Single-Cell Genomics Clarifies Big Picture

As the Features of Individual Cells Are Identified, Their Functioning as a Group Is Illuminated

  • Cell Dormancy

    An intriguing question in microbiology revolves around bacteria that can adopt a dormant state and remain metabolically inactive for extended periods. One medically relevant example, Mycobacterium tuberculosis, can persist in a dormant state in tissues and regain virulence decades later by mechanisms incompletely elucidated.

    Single-cell approaches may allow metabolically quiescent cells to be compared to their metabolically active counterparts and unveil genomic features that could explain the mechanisms of dormancy.

    A large portion of marine microorganims, just like those populating the soil or the human body, are dormant and refractory to classical culturing methods. It is still not understood how they survive in that state without being quickly eaten up by grazers such as protists.

    Dr. Stepanauskas and his colleagues are using single-cell approaches to compare bacteria isolated from the food vacuoles of bacterivorous protists to metabolically active and dormant members of the bacterioplankton, to better understand how bacterial metabolic activity correlates with the probability of being grazed, a concept with important implications for the plankton genetic diversity.

    “I think that single-cell genomics provides a huge opportunity to better understand what makes microbes dormant, what enables them to survive in a dormant state, and what triggers them to become active again. This is a basic question in microbiology, with implications anywhere from marine ecology to human diseases,” explains Dr. Stepanauskas.

    Investigators at the Bigelow Laboratory for Ocean Sciences established a microbial single-cell genomics core facility that recently started processing the first samples and will offer increased throughput and reduced per-sample costs.
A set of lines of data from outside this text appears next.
//! The `dwarfcheck` binary.
//!
//! Parses the flags into a [`CheckConfig`], assembles the diagnostic
//! criteria once, and runs the structural check over every input file in
//! turn. The exit status is 1 as soon as any diagnostic was printed.

use std::process::ExitCode;

use clap::{Arg, ArgAction, ArgMatches, Command};
use tracing_subscriber::EnvFilter;

use dwarfcheck::{check_file, CheckConfig, Diagnostics};
use dwarfcheck_common::ByteView;

fn build_command() -> Command {
    Command::new("dwarfcheck")
        .about("Pedantic checking of DWARF stored in ELF files")
        .arg(
            Arg::new("strict")
                .long("strict")
                .action(ArgAction::SetTrue)
                .help("Be extremely strict, flag level 2 features"),
        )
        .arg(
            Arg::new("quiet")
                .short('q')
                .long("quiet")
                .action(ArgAction::SetTrue)
                .conflicts_with("verbose")
                .help("Do not print anything if successful"),
        )
        .arg(
            Arg::new("ignore-missing")
                .short('i')
                .long("ignore-missing")
                .action(ArgAction::SetTrue)
                .help("Don't complain if files have no DWARF at all"),
        )
        .arg(
            Arg::new("gnu")
                .long("gnu")
                .action(ArgAction::SetTrue)
                .help(
                    "Binary has been created with GNU toolchain and is therefore known \
                     to be broken in certain ways",
                ),
        )
        .arg(
            Arg::new("tolerant")
                .long("tolerant")
                .action(ArgAction::SetTrue)
                .help("Don't output certain common error messages"),
        )
        .arg(
            Arg::new("ref")
                .long("ref")
                .action(ArgAction::SetTrue)
                .help(
                    "When validating .debug_loc and .debug_ranges, display information \
                     about the DIE referring to the entry in consideration",
                ),
        )
        .arg(
            Arg::new("nohl")
                .long("nohl")
                .action(ArgAction::SetTrue)
                .help("Don't run high-level tests"),
        )
        .arg(
            Arg::new("verbose")
                .short('v')
                .long("verbose")
                .action(ArgAction::SetTrue)
                .help("Be verbose"),
        )
        .arg(
            Arg::new("files")
                .value_name("FILE")
                .num_args(0..)
                .help("Input ELF files"),
        )
}

fn config_from_matches(matches: &ArgMatches) -> CheckConfig {
    CheckConfig {
        quiet: matches.get_flag("quiet"),
        verbose: matches.get_flag("verbose"),
        ignore_missing: matches.get_flag("ignore-missing"),
        strict: matches.get_flag("strict"),
        gnu: matches.get_flag("gnu"),
        tolerant: matches.get_flag("tolerant"),
        show_refs: matches.get_flag("ref"),
        high_level: !matches.get_flag("nohl"),
    }
}

fn main() -> ExitCode {
    tracing_subscriber::fmt()
        .with_env_filter(EnvFilter::from_default_env())
        .with_writer(std::io::stderr)
        .init();

    let mut command = build_command();
    let matches = command.clone().get_matches();

    let files: Vec<String> = matches
        .get_many::<String>("files")
        .map(|values| values.cloned().collect())
        .unwrap_or_default();
    if files.is_empty() {
        eprintln!("Missing file name.");
        let _ = command.print_help();
        return ExitCode::from(1);
    }

    let config = config_from_matches(&matches);
    let diag = Diagnostics::from_config(&config);

    if config.verbose {
        println!("warning criteria: {}", diag.warning_criteria());
        println!("error criteria:   {}", diag.error_criteria());
    }

    let only_one = files.len() == 1;
    for fname in &files {
        let view = match ByteView::open(fname) {
            Ok(view) => view,
            Err(err) => {
                eprintln!("cannot open input file: {err}");
                continue;
            }
        };

        if !only_one {
            println!("\n{fname}:");
        }

        let prev_error_count = diag.error_count();
        check_file(&view, &diag, &config, None);

        if prev_error_count == diag.error_count() && !config.quiet {
            println!("No errors");
        }
    }

    if diag.error_count() != 0 {
        ExitCode::from(1)
    } else {
        ExitCode::SUCCESS
    }
}
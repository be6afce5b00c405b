//! A wrapper type providing direct memory access to binary data.

use std::borrow::Cow;
use std::fs::File;
use std::io;
use std::ops::Deref;
use std::path::Path;
use std::sync::Arc;

use memmap2::Mmap;

/// The owner of data behind a ByteView.
///
/// This can either be an mmapped file, an owned buffer or a borrowed binary slice.
#[derive(Debug)]
enum ByteViewBacking<'a> {
    Buf(Cow<'a, [u8]>),
    Mmap(Mmap),
}

impl Deref for ByteViewBacking<'_> {
    type Target = [u8];

    fn deref(&self) -> &Self::Target {
        match *self {
            ByteViewBacking::Buf(ref buf) => buf,
            ByteViewBacking::Mmap(ref mmap) => mmap,
        }
    }
}

/// A smart pointer for byte data.
///
/// This type can be used to uniformly access bytes that were created either
/// from mmapping in a path, a vector or a borrowed slice. A `ByteView`
/// dereferences into a `&[u8]` and guarantees random access to the underlying
/// buffer or file.
#[derive(Clone, Debug)]
pub struct ByteView<'a> {
    backing: Arc<ByteViewBacking<'a>>,
}

impl<'a> ByteView<'a> {
    fn with_backing(backing: ByteViewBacking<'a>) -> Self {
        ByteView {
            backing: Arc::new(backing),
        }
    }

    /// Constructs a `ByteView` from a `Cow`.
    pub fn from_cow(cow: Cow<'a, [u8]>) -> Self {
        ByteView::with_backing(ByteViewBacking::Buf(cow))
    }

    /// Constructs a `ByteView` from a byte slice.
    pub fn from_slice(buffer: &'a [u8]) -> Self {
        ByteView::from_cow(Cow::Borrowed(buffer))
    }

    /// Constructs a `ByteView` from a vector of bytes.
    pub fn from_vec(buffer: Vec<u8>) -> Self {
        ByteView::from_cow(Cow::Owned(buffer))
    }

    /// Constructs a `ByteView` from an open file handle by memory mapping the
    /// file.
    ///
    /// If the mapping fails (for instance because the handle refers to a
    /// pipe), the file is read to the end as a fallback.
    pub fn map_file(mut file: File) -> Result<Self, io::Error> {
        let backing = match unsafe { Mmap::map(&file) } {
            Ok(mmap) => ByteViewBacking::Mmap(mmap),
            Err(err) => {
                // Too many open files or a file that cannot be mapped; fall
                // back to reading it into memory.
                if err.raw_os_error().is_none() {
                    return Err(err);
                }

                let mut buf = vec![];
                io::Read::read_to_end(&mut file, &mut buf)?;
                ByteViewBacking::Buf(Cow::Owned(buf))
            }
        };

        Ok(ByteView::with_backing(backing))
    }

    /// Constructs a `ByteView` from a file path by memory mapping the file.
    pub fn open<P: AsRef<Path>>(path: P) -> Result<Self, io::Error> {
        let file = File::open(path)?;
        Self::map_file(file)
    }

    /// Returns a slice of the underlying data.
    pub fn as_slice(&self) -> &[u8] {
        self.backing.deref()
    }
}

impl Deref for ByteView<'_> {
    type Target = [u8];

    fn deref(&self) -> &Self::Target {
        self.as_slice()
    }
}

impl AsRef<[u8]> for ByteView<'_> {
    fn as_ref(&self) -> &[u8] {
        self.as_slice()
    }
}

#[cfg(test)]
mod tests {
    use std::io::Write;

    use super::*;

    #[test]
    fn test_open_empty_file() -> Result<(), std::io::Error> {
        let tmp = tempfile::NamedTempFile::new()?;

        let view = ByteView::open(tmp.path())?;
        assert_eq!(&*view, b"");

        Ok(())
    }

    #[test]
    fn test_open_file() -> Result<(), std::io::Error> {
        let mut tmp = tempfile::NamedTempFile::new()?;

        tmp.write_all(b"1234")?;

        let view = ByteView::open(tmp.path())?;
        assert_eq!(&*view, b"1234");

        Ok(())
    }

    #[test]
    fn test_from_vec() {
        let view = ByteView::from_vec(b"1234".to_vec());
        assert_eq!(view.as_slice(), b"1234");
    }
}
In its full capacity, which will be reached in 2010, the facility anticipates performing cell sorting, whole genome amplification, and PCR-based screening on tens of thousands of individual cells weekly.

  • Isoforms

    As the importance of a few selected cells is increasingly recognized as driving tumor development, metastatic dissemination, and resistance to therapy, single-cell genomics emerges as a promising tool to understand tumor heterogeneity.

    “Obtaining the whole transcriptome from single cells is invaluable, because every cancer cell is different, every cell is at a different developmental stage, and to truly understand carcinogenesis you really need to do it at a single-cell level,” states Kaiqin Lao, Ph.D., principal scientist in the molecular cell biology division at Applied Biosystems, a division of Life Technologies.

    In collaboration with a group from the University of Cambridge, Dr. Lao used Applied Biosystems’ SOLiD system to perform digital expression profiling of a single mouse blastomere and identified 75% more genes than by microarray methodologies.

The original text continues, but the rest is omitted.